Zhao Jun | China’s ‘8-billion-dollar sister’ looks to renegotiate CSL deal

  • CSM wants to renegotiate 8 billion yuan deal for Chinese Super League rights
  • Restrictions on star signings have damaged value of product
  • Company needs pay-TV market to grow to make the rights more profitable

There were plenty of clues about the cooling of the Chinese sports media market at this year’s Sportel conference in Monaco.

For a start, there was no exhibitor stand this time around for LeSports – perhaps the most obvious casualty of the once burgeoning sector’s overreaching of itself.
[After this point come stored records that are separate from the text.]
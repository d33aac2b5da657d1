//! 试卷数据结构
//!
//! 试卷由出题服务一次性创建，创建后不再修改
//! （唯一例外是判断题的规范化处理，见出题服务）

use serde::{Deserialize, Serialize};
use std::collections::HashSet;

/// 题目类型
#[derive(Debug, Clone, Copy, PartialEq, Eq, Serialize, Deserialize)]
pub enum QuestionType {
    /// 单选题
    #[serde(rename = "multiple_choice")]
    MultipleChoice,
    /// 多选题
    #[serde(rename = "multiple_select")]
    MultipleSelect,
    /// 简答题
    #[serde(rename = "short_answer")]
    ShortAnswer,
    /// 判断题
    #[serde(rename = "true_false")]
    TrueFalse,
}

impl QuestionType {
    /// 是否可在本地直接判分（非简答题）
    pub fn is_objective(&self) -> bool {
        !matches!(self, QuestionType::ShortAnswer)
    }

    /// 显示用标签
    pub fn label(&self) -> &'static str {
        match self {
            QuestionType::MultipleChoice => "单选题",
            QuestionType::MultipleSelect => "多选题",
            QuestionType::ShortAnswer => "简答题",
            QuestionType::TrueFalse => "判断题",
        }
    }
}

/// 标准答案
///
/// 单选/判断题为单个字符串，多选题为字符串数组，
/// 简答题为评分标准文本；其他 JSON 类型视为结构不合法
#[derive(Debug, Clone, PartialEq, Serialize, Deserialize)]
#[serde(untagged)]
pub enum CorrectAnswer {
    Single(String),
    Multiple(Vec<String>),
}

impl CorrectAnswer {
    pub fn as_single(&self) -> Option<&str> {
        match self {
            CorrectAnswer::Single(s) => Some(s),
            CorrectAnswer::Multiple(_) => None,
        }
    }

    /// 以集合形式返回多选答案；非数组形式按空集处理
    pub fn multi_set(&self) -> HashSet<&str> {
        match self {
            CorrectAnswer::Multiple(items) => items.iter().map(|s| s.as_str()).collect(),
            CorrectAnswer::Single(_) => HashSet::new(),
        }
    }

    /// 显示用文本（多选答案以逗号连接）
    pub fn display_text(&self) -> String {
        match self {
            CorrectAnswer::Single(s) => s.clone(),
            CorrectAnswer::Multiple(items) => items.join(", "),
        }
    }
}

/// 单个题目
///
/// id 在试卷内唯一且终身不变
#[derive(Debug, Clone, Serialize, Deserialize)]
pub struct Question {
    pub id: i64,
    #[serde(rename = "type")]
    pub question_type: QuestionType,
    /// 题干
    #[serde(rename = "question")]
    pub prompt: String,
    /// 选项列表（单选/多选/判断题必有，简答题无）
    #[serde(default, skip_serializing_if = "Option::is_none")]
    pub options: Option<Vec<String>>,
    #[serde(rename = "correctAnswer")]
    pub correct_answer: CorrectAnswer,
    #[serde(default, skip_serializing_if = "Option::is_none")]
    pub explanation: Option<String>,
}

impl Question {
    /// 选项列表（无选项时返回空切片）
    pub fn option_list(&self) -> &[String] {
        self.options.as_deref().unwrap_or(&[])
    }
}

/// 一份完整试卷
#[derive(Debug, Clone, Serialize, Deserialize)]
pub struct Exam {
    pub title: String,
    #[serde(default)]
    pub description: String,
    pub questions: Vec<Question>,
}

#[cfg(test)]
mod tests {
    use super::*;

    #[test]
    fn test_question_type_wire_names() {
        let t: QuestionType = serde_json::from_str(r#""multiple_choice""#).unwrap();
        assert_eq!(t, QuestionType::MultipleChoice);
        let t: QuestionType = serde_json::from_str(r#""true_false""#).unwrap();
        assert_eq!(t, QuestionType::TrueFalse);
        assert_eq!(
            serde_json::to_string(&QuestionType::MultipleSelect).unwrap(),
            r#""multiple_select""#
        );
    }

    #[test]
    fn test_correct_answer_string_or_array() {
        let single: CorrectAnswer = serde_json::from_str(r#""Paris""#).unwrap();
        assert_eq!(single, CorrectAnswer::Single("Paris".to_string()));

        let multi: CorrectAnswer = serde_json::from_str(r#"["a", "b"]"#).unwrap();
        assert_eq!(
            multi,
            CorrectAnswer::Multiple(vec!["a".to_string(), "b".to_string()])
        );

        // 其他 JSON 类型应当解析失败
        assert!(serde_json::from_str::<CorrectAnswer>("42").is_err());
        assert!(serde_json::from_str::<CorrectAnswer>("{}").is_err());
    }

    #[test]
    fn test_multi_set_coerces_single_to_empty() {
        let single = CorrectAnswer::Single("a".to_string());
        assert!(single.multi_set().is_empty());
    }

    #[test]
    fn test_question_deserialization() {
        let json = r#"{
            "id": 1,
            "type": "multiple_choice",
            "question": "1 + 1 = ?",
            "options": ["1", "2", "3", "4"],
            "correctAnswer": "2",
            "explanation": "basic arithmetic"
        }"#;
        let q: Question = serde_json::from_str(json).unwrap();
        assert_eq!(q.id, 1);
        assert_eq!(q.question_type, QuestionType::MultipleChoice);
        assert_eq!(q.option_list().len(), 4);
        assert_eq!(q.correct_answer.as_single(), Some("2"));
    }

    #[test]
    fn test_question_without_options() {
        let json = r#"{
            "id": 7,
            "type": "short_answer",
            "question": "Explain ownership.",
            "correctAnswer": "Mentions move semantics and borrowing."
        }"#;
        let q: Question = serde_json::from_str(json).unwrap();
        assert!(q.options.is_none());
        assert!(q.option_list().is_empty());
        assert!(q.explanation.is_none());
    }
}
Beyond that, only one company from the country, China Sports Media (CSM), decided to take out space at the show.

The overriding sense was of a market recalibrating itself after the excesses of the last two years, and Zhao Jun, chief executive of CSM, is in no mood to talk it back up in an interview that takes place at the company’s solitary stall.
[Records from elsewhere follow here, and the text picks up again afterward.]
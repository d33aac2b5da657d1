/// 日志工具模块
///
/// 提供日志初始化和输出的辅助函数
use tracing::info;
use tracing_subscriber::EnvFilter;

/// 初始化日志
///
/// 日志级别由 RUST_LOG 环境变量控制，默认为 info；重复调用是幂等的
pub fn init() {
    let filter = EnvFilter::try_from_default_env().unwrap_or_else(|_| EnvFilter::new("info"));
    let _ = tracing_subscriber::fmt()
        .with_env_filter(filter)
        .with_target(false)
        .try_init();
}

/// 记录程序启动信息
pub fn log_startup(model_name: &str) {
    info!("{}", "=".repeat(60));
    info!("🚀 程序启动 - 仓库文档考试模式");
    info!("🤖 使用模型: {}", model_name);
    info!(
        "⏰ 启动时间: {}",
        chrono::Local::now().format("%Y-%m-%d %H:%M:%S")
    );
    info!("{}", "=".repeat(60));
}

/// 截断长文本用于日志显示
///
/// # 参数
/// - `text`: 原始文本
/// - `max_len`: 最大长度
///
/// # 返回
/// 返回截断后的文本
pub fn truncate_text(text: &str, max_len: usize) -> String {
    if text.chars().count() > max_len {
        text.chars().take(max_len).collect::<String>() + "..."
    } else {
        text.to_string()
    }
}
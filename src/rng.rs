//! `rand_core` adapter over the seeded generator.

use rand_core::{CryptoRng, RngCore};

use crate::entropy::{EntropySource, OsEntropy};
use crate::random::SecureRandom;

/// Cryptographically secure random number generator.
///
/// This is a thin wrapper around [`SecureRandom`] that lets the seeded
/// generator drive anything expecting a `rand_core` RNG.
pub struct SecureRng<S: EntropySource = OsEntropy>(SecureRandom<S>);

impl SecureRng {
    /// Creates a new cryptographically secure random number generator.
    pub fn new() -> Self {
        Self(SecureRandom::new(OsEntropy::new()))
    }
}

impl Default for SecureRng {
    fn default() -> Self {
        Self::new()
    }
}

impl<S: EntropySource> SecureRng<S> {
    /// Wraps an existing generator.
    pub fn from_random(random: SecureRandom<S>) -> Self {
        Self(random)
    }

    /// Returns the wrapped generator.
    pub fn inner(&self) -> &SecureRandom<S> {
        &self.0
    }
}

impl<S: EntropySource> RngCore for SecureRng<S> {
    fn next_u32(&mut self) -> u32 {
        let mut bytes = [0u8; 4];
        self.fill_bytes(&mut bytes);
        u32::from_le_bytes(bytes)
    }

    fn next_u64(&mut self) -> u64 {
        let mut bytes = [0u8; 8];
        self.fill_bytes(&mut bytes);
        u64::from_le_bytes(bytes)
    }

    /// # Panics
    /// Panics if the entropy source fails, matching `OsRng`.
    fn fill_bytes(&mut self, dest: &mut [u8]) {
        if let Err(e) = self.try_fill_bytes(dest) {
            panic!("secure random generation failed: {e}");
        }
    }

    fn try_fill_bytes(&mut self, dest: &mut [u8]) -> Result<(), rand_core::Error> {
        self.0.try_random(dest).map_err(rand_core::Error::new)
    }
}

impl<S: EntropySource> CryptoRng for SecureRng<S> {}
Zhao knows all about inflation and hype having once been dubbed China’s ‘8-billion-dollar sister’. The soubriquet was a consequence of the 8 billion yuan (€950m/$1.18bn) her agency paid for the worldwide rights to the Chinese Super League (CSL) from 2016 to 2020 at perhaps the peak of the Chinese sports media market in 2015. But she says she is uncomfortable with the nickname these days.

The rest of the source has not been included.